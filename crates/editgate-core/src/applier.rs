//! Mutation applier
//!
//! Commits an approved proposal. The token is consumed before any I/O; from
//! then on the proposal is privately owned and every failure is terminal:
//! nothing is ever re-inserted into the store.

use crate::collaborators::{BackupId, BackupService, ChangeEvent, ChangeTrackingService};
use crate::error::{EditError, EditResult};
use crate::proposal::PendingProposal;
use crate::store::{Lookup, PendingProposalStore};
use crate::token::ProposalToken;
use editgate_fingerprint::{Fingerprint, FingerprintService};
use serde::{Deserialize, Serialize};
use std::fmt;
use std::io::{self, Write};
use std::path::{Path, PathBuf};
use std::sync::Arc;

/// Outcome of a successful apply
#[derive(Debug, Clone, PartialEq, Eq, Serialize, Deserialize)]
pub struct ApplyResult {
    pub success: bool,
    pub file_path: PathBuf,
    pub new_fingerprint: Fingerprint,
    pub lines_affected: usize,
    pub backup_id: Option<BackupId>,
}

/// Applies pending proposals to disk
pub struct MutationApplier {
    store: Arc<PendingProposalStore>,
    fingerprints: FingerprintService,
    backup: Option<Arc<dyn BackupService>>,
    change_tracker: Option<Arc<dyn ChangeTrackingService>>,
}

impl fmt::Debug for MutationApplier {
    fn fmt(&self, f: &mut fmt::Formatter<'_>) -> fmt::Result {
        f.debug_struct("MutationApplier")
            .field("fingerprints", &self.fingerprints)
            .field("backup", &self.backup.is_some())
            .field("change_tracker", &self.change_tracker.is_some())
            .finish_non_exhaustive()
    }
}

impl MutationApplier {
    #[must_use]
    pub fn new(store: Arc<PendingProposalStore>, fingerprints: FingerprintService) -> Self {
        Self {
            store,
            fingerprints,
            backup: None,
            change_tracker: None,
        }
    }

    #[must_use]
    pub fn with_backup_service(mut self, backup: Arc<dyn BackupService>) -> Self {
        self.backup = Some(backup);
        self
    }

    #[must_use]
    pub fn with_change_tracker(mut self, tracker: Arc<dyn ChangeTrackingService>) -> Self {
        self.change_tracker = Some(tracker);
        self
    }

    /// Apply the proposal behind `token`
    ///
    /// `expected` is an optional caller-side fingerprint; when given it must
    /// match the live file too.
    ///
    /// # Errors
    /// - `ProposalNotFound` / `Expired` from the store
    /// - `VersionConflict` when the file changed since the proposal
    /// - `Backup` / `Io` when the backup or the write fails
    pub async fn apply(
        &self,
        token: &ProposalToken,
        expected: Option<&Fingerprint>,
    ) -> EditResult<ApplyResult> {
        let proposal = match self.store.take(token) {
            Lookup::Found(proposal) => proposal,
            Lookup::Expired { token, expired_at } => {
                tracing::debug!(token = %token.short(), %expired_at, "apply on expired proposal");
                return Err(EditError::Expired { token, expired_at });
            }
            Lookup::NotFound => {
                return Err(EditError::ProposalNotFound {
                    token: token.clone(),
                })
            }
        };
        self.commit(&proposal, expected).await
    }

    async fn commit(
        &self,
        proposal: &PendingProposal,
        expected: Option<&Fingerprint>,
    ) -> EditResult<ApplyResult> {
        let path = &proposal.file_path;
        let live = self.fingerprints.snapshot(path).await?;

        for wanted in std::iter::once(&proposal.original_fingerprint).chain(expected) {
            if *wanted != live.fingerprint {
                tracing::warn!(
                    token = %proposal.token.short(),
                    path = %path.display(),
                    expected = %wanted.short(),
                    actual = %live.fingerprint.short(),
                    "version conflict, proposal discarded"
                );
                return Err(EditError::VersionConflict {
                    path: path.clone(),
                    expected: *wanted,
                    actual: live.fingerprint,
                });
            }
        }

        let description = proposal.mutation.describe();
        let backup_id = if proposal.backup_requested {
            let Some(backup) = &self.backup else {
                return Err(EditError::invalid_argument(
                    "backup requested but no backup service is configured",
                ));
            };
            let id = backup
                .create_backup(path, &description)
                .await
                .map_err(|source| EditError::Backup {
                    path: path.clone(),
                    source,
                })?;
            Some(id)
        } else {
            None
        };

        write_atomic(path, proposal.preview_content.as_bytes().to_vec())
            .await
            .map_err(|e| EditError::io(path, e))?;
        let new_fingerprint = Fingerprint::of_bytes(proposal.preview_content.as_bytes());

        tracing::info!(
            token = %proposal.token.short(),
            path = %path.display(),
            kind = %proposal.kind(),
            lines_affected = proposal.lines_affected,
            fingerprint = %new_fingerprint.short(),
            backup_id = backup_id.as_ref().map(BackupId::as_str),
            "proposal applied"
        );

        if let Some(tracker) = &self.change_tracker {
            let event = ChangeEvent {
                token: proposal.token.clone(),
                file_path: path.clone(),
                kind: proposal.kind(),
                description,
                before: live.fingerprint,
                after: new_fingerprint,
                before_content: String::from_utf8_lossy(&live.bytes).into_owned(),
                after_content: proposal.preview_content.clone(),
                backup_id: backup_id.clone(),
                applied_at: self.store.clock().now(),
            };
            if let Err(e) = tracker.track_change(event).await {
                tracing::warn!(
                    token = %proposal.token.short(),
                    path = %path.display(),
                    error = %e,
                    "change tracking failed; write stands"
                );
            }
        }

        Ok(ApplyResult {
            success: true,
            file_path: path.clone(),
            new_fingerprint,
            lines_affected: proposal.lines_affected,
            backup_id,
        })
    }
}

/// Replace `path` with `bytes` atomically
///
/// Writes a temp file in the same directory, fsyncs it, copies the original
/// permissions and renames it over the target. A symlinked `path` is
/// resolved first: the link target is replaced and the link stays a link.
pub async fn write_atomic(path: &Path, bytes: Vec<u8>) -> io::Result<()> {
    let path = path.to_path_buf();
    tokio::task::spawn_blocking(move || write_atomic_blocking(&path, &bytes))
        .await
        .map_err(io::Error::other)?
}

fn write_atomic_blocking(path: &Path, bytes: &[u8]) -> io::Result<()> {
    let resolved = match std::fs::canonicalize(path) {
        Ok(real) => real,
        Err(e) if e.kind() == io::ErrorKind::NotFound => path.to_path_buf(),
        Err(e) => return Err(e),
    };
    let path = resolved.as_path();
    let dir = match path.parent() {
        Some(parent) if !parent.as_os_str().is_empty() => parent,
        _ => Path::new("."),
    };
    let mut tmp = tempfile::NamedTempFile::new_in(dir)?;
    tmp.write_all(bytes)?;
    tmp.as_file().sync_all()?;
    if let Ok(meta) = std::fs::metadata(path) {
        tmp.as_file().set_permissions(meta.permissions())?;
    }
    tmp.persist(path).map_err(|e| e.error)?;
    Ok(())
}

#### The task:
Count how many lines in the material above hold the word "async", then write the number and nothing more.

#### Response to this task:
3